*THE PROBLEM*: Beginning with the first line and ending with the one containing "fn area(&self) -> f64;", copy the lines of the listing below exactly; omit everything else.
-- Opening Marker --
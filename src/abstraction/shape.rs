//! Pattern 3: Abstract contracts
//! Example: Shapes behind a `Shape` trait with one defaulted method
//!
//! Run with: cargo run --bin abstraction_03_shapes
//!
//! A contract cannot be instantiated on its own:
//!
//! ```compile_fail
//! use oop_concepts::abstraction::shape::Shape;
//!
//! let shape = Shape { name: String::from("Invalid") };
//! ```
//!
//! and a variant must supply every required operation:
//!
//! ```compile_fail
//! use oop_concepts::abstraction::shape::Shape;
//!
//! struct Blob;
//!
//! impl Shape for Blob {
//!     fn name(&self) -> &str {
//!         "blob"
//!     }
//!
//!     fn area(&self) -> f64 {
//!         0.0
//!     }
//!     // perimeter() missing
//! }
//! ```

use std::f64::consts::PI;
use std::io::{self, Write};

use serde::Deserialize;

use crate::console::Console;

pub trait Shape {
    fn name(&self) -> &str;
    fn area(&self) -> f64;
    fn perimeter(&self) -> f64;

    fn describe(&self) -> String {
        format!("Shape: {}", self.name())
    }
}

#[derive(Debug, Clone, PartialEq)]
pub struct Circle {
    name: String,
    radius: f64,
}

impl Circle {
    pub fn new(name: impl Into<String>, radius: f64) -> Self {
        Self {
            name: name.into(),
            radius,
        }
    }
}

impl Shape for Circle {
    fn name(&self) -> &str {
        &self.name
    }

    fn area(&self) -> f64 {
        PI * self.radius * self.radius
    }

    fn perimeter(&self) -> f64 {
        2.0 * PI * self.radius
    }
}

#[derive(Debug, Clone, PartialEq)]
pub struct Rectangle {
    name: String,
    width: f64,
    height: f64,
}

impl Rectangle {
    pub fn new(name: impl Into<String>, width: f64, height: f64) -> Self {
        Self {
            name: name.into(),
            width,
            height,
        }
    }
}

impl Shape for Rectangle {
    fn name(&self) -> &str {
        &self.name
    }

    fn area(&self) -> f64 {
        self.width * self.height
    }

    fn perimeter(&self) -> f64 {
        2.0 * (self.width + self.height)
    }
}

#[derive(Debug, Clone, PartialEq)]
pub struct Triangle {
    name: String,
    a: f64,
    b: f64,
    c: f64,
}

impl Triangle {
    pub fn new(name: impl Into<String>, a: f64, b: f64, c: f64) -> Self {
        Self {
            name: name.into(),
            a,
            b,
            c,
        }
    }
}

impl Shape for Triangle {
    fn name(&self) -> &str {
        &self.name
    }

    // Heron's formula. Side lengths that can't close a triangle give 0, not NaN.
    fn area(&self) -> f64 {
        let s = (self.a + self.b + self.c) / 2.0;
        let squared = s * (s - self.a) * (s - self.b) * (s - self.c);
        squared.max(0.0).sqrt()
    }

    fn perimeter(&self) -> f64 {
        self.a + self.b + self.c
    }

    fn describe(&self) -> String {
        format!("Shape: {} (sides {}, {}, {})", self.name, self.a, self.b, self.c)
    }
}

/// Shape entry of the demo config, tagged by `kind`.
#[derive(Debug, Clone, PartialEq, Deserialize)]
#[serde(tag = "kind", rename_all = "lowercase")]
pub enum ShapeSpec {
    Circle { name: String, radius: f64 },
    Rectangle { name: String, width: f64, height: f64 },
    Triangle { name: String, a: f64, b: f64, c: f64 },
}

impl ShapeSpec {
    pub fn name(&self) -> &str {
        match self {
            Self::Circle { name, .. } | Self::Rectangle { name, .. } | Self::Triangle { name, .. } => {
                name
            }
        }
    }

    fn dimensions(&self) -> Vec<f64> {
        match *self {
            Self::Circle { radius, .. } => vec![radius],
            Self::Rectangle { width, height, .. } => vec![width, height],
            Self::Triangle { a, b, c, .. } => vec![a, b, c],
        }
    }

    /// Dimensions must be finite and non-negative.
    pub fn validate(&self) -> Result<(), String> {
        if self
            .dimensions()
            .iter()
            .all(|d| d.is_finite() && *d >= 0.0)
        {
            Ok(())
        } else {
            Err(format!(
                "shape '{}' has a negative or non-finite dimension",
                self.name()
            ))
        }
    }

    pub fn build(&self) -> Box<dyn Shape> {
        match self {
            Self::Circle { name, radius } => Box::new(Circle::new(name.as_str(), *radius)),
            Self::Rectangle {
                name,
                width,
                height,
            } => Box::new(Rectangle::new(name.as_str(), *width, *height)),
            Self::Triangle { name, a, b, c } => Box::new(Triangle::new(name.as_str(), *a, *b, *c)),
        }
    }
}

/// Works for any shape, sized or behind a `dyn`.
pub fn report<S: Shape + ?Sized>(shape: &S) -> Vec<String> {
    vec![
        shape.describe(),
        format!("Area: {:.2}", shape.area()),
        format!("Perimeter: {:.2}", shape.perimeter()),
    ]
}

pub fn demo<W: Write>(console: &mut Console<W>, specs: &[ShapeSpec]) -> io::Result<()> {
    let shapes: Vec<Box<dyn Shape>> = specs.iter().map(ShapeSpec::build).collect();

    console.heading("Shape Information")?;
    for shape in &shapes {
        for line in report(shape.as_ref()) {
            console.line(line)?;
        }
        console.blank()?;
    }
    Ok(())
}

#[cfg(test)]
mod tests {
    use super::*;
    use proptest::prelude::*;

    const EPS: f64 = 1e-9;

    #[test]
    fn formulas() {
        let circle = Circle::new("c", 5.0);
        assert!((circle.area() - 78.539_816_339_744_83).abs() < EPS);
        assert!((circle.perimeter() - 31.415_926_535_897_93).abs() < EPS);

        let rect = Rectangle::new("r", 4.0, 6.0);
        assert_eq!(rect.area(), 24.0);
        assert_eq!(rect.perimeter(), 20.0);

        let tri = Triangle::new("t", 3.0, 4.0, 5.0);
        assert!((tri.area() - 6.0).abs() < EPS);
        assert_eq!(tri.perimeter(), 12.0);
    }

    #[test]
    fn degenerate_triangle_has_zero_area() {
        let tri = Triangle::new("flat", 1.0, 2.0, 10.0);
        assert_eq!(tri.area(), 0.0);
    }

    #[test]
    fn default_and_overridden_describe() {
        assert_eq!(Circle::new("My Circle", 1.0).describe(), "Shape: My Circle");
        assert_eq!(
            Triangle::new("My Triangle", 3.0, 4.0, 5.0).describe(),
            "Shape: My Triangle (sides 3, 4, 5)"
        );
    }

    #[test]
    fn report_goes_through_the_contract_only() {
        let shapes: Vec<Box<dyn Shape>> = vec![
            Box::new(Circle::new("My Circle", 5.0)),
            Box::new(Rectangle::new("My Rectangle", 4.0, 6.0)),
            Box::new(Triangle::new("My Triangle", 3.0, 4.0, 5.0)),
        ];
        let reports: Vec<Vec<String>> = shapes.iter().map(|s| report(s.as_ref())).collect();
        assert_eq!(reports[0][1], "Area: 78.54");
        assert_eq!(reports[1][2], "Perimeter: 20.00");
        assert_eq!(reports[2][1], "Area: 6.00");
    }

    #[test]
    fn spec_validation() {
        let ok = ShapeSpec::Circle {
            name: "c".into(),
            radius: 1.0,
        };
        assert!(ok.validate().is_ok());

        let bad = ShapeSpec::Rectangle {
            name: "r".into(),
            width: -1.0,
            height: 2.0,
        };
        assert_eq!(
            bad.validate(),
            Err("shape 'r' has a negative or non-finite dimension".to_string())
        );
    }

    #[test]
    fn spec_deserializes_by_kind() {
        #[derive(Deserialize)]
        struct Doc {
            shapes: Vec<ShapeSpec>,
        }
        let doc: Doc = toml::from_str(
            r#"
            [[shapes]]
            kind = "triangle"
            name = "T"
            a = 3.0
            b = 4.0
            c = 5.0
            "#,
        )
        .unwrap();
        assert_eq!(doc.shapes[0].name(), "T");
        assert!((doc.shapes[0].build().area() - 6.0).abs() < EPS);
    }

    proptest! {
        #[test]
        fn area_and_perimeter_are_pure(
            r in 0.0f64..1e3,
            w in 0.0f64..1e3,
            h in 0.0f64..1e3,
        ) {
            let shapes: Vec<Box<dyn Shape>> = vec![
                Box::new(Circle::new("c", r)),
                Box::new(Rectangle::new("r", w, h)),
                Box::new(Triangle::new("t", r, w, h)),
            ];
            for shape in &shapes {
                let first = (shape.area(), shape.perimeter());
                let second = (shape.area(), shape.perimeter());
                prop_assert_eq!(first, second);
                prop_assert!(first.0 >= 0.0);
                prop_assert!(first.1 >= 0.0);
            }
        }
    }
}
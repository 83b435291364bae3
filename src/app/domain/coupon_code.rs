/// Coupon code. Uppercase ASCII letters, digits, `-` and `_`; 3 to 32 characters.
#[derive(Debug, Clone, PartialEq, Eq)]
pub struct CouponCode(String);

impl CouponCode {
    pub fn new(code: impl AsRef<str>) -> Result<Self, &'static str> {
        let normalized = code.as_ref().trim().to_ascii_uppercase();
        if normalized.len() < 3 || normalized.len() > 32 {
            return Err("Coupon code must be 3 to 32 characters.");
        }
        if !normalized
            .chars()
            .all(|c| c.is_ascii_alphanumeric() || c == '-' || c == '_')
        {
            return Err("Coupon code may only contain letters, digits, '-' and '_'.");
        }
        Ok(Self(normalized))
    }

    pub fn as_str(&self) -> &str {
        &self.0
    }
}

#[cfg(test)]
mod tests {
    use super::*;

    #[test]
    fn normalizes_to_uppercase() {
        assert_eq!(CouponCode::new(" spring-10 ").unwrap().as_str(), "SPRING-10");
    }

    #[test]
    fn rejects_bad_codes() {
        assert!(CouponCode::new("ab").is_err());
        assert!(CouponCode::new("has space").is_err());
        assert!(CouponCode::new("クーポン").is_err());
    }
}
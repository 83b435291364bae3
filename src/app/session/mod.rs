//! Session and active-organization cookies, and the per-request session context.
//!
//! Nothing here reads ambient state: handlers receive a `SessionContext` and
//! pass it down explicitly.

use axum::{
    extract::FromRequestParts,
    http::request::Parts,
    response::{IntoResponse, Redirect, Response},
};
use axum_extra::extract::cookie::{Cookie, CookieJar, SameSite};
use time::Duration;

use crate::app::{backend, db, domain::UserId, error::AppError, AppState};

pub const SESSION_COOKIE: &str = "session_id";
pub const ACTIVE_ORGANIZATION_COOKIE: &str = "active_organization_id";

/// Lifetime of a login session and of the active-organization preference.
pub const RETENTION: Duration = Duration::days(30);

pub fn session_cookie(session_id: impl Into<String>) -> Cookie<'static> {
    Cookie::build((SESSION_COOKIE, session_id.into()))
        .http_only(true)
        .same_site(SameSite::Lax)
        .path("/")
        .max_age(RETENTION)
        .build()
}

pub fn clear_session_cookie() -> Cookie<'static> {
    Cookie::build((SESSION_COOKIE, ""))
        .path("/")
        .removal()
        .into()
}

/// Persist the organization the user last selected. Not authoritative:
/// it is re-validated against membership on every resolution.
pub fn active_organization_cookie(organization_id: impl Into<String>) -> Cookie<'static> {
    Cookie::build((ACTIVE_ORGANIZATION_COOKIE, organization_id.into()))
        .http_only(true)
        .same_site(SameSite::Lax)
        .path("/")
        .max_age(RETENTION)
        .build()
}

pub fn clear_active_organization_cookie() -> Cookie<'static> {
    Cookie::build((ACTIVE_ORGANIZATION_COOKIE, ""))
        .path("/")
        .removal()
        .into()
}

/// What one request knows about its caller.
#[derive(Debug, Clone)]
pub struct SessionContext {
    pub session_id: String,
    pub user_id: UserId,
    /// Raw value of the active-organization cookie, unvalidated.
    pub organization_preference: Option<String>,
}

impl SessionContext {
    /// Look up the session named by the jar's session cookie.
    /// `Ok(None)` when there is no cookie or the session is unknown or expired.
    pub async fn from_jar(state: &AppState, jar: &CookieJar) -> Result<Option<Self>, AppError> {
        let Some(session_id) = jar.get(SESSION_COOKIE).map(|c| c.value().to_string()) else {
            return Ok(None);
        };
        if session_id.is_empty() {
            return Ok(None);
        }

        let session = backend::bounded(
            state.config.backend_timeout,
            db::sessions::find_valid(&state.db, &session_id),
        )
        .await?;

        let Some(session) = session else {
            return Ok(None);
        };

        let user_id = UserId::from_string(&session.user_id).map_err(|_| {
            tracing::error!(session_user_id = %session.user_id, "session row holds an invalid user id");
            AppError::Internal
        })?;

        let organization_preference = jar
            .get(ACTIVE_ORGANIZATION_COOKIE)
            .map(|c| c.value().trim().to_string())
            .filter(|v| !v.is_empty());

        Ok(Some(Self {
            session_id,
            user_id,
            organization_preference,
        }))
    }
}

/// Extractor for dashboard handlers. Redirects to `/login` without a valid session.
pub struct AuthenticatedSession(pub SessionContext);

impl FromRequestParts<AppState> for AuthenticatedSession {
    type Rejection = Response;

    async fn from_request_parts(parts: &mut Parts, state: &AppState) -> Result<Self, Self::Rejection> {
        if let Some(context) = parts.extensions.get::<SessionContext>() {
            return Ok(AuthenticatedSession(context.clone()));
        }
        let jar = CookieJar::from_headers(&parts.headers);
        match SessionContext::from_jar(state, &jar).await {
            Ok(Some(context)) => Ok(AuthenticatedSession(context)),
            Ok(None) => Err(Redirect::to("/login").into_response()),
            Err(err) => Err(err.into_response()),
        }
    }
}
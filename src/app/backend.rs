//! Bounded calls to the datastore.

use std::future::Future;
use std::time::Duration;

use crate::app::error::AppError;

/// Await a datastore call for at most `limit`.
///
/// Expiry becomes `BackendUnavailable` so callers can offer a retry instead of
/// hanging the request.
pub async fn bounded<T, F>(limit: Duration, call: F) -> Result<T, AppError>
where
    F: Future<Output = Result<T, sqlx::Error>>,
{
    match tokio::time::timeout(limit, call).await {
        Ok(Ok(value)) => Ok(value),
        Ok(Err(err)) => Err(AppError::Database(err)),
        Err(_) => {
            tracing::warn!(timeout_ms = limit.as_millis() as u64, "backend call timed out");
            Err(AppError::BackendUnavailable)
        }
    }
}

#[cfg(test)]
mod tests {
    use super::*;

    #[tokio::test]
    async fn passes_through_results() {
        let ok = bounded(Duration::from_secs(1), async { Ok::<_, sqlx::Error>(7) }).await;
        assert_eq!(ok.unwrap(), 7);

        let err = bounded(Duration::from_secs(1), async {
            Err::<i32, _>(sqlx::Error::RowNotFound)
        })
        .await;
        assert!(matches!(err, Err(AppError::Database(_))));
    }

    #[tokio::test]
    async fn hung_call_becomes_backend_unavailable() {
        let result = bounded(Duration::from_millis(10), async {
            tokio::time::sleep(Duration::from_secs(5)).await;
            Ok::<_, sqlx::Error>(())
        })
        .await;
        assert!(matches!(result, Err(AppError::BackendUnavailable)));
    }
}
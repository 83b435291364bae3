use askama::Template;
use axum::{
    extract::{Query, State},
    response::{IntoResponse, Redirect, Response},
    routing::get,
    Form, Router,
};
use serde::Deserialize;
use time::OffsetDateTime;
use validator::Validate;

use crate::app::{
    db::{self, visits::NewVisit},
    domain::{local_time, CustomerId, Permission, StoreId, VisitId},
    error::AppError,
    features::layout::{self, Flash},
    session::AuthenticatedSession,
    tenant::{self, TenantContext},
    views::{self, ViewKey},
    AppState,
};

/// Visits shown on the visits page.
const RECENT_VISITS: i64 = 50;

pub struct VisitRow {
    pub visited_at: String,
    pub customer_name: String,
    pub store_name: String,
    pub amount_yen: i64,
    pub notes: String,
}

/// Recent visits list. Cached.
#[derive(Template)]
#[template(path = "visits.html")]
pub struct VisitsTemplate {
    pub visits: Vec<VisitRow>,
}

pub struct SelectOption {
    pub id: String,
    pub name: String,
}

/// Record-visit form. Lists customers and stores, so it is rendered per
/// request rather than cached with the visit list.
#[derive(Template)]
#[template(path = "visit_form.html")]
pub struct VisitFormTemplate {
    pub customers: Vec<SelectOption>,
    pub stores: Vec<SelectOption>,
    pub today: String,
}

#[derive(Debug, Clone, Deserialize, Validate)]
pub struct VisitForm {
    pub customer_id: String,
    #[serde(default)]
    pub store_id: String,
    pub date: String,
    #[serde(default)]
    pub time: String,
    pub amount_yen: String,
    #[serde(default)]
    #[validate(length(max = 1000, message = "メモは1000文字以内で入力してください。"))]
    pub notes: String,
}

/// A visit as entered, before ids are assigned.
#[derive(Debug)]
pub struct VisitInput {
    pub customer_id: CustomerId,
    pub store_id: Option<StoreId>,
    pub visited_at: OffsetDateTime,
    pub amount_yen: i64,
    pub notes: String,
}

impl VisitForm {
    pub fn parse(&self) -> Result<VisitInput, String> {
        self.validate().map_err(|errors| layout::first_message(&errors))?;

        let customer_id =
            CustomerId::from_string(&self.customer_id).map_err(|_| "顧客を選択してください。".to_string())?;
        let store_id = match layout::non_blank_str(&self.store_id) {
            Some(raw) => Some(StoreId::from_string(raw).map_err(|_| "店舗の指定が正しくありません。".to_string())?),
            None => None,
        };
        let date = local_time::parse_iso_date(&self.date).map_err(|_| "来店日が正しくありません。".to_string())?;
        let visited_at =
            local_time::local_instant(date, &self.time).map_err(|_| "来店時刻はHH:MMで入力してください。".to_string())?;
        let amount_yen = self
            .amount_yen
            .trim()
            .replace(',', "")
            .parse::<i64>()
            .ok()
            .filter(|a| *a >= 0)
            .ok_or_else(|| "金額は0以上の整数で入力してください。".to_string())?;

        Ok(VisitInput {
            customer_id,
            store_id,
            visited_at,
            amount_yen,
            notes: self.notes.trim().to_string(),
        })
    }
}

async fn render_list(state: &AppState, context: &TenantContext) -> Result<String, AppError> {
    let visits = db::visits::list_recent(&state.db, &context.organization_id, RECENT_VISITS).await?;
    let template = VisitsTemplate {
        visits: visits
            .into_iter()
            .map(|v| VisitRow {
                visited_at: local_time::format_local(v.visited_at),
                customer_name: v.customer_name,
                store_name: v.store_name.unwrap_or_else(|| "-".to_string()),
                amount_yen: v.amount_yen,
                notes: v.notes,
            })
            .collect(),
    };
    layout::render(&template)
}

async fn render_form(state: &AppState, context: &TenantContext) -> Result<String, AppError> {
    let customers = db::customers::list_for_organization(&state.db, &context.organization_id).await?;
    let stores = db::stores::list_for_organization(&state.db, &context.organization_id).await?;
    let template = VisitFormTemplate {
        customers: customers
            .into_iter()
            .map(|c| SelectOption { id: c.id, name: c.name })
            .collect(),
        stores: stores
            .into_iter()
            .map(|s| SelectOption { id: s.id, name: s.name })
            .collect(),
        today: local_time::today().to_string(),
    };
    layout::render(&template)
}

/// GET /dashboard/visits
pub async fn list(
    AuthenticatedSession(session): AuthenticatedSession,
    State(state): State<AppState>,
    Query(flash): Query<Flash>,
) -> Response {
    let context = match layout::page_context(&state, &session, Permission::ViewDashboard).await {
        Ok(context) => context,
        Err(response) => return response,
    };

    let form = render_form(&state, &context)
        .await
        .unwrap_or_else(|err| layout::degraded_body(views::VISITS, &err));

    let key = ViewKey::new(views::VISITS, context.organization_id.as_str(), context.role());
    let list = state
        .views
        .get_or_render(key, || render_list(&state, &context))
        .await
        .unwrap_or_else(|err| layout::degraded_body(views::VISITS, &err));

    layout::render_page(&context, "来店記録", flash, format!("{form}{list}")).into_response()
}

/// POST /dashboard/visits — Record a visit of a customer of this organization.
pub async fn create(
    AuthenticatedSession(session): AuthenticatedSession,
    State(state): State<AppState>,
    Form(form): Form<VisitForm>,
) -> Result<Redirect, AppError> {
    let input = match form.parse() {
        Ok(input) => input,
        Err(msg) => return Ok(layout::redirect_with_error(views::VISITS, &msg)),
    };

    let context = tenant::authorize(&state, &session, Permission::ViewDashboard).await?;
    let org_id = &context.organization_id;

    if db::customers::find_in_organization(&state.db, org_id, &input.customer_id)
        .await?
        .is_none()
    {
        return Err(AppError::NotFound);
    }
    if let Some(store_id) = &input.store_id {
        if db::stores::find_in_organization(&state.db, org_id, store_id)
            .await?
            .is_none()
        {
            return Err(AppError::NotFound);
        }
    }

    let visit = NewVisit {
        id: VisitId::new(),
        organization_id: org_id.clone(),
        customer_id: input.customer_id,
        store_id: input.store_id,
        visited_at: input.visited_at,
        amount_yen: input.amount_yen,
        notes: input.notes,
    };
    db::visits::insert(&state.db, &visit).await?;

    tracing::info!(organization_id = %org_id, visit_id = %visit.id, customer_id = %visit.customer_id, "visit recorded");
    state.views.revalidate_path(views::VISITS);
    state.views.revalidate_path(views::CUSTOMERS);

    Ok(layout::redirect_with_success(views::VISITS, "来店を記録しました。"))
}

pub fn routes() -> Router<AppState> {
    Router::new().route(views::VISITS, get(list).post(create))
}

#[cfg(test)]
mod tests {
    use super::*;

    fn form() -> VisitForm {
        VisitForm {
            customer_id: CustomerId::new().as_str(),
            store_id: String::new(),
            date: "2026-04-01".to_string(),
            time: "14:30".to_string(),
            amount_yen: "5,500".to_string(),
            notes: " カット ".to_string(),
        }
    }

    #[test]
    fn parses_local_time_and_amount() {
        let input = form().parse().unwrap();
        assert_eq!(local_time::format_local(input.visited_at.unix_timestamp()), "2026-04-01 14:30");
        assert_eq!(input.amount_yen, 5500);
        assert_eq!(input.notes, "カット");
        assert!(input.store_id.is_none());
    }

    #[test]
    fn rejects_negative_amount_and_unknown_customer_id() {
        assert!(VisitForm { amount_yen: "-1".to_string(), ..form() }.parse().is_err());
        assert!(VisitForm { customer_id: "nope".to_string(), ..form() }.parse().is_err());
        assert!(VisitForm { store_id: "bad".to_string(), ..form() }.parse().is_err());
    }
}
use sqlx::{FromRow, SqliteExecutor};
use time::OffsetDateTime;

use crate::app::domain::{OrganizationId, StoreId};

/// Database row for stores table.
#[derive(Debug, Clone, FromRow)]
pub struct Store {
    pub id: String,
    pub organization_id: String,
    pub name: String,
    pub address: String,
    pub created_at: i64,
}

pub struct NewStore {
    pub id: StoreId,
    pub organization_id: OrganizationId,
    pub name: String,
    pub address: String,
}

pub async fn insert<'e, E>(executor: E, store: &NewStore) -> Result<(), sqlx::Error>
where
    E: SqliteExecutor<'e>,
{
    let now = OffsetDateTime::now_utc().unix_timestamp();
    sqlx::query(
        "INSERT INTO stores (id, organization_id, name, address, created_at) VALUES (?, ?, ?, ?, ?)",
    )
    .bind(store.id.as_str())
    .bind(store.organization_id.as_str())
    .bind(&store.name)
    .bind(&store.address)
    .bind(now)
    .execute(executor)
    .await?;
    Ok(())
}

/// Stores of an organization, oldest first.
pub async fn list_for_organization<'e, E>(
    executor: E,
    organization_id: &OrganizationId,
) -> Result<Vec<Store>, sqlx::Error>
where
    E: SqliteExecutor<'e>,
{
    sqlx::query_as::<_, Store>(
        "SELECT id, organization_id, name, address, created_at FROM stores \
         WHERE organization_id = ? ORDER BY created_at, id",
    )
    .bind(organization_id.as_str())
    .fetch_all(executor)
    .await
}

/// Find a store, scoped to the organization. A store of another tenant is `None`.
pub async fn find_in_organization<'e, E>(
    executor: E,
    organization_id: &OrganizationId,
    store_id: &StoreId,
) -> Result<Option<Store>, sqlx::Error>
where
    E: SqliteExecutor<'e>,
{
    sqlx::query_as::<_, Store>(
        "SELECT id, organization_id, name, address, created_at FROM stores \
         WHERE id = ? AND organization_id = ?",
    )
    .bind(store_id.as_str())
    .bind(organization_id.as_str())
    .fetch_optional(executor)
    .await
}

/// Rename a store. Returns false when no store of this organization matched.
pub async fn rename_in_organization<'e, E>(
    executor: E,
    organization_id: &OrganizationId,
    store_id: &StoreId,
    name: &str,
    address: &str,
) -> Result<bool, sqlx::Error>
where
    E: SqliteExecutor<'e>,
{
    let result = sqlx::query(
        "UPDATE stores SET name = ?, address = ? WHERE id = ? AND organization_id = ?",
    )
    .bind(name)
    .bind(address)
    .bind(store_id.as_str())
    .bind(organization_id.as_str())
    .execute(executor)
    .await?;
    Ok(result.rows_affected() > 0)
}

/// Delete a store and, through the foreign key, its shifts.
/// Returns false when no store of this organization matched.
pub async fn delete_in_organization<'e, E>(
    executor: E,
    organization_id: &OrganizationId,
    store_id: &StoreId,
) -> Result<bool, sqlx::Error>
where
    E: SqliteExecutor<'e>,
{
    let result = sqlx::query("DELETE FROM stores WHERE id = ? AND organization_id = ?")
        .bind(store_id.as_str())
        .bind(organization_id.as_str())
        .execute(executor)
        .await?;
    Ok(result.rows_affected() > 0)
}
-- Closing Marker --
*RESULT*:
filename src/abstraction/shape.rs
//! Pattern 3: Abstract contracts
//! Example: Shapes behind a `Shape` trait with one defaulted method
//!
//! Run with: cargo run --bin abstraction_03_shapes
//!
//! A contract cannot be instantiated on its own:
//!
//! ```compile_fail
//! use oop_concepts::abstraction::shape::Shape;
//!
//! let shape = Shape { name: String::from("Invalid") };
//! ```
//!
//! and a variant must supply every required operation:
//!
//! ```compile_fail
//! use oop_concepts::abstraction::shape::Shape;
//!
//! struct Blob;
//!
//! impl Shape for Blob {
//!     fn name(&self) -> &str {
//!         "blob"
//!     }
//!
//!     fn area(&self) -> f64 {
//!         0.0
//!     }
//!     // perimeter() missing
//! }
//! ```

use std::f64::consts::PI;
use std::io::{self, Write};

use serde::Deserialize;

use crate::console::Console;

pub trait Shape {
    fn name(&self) -> &str;
    fn area(&self) -> f64;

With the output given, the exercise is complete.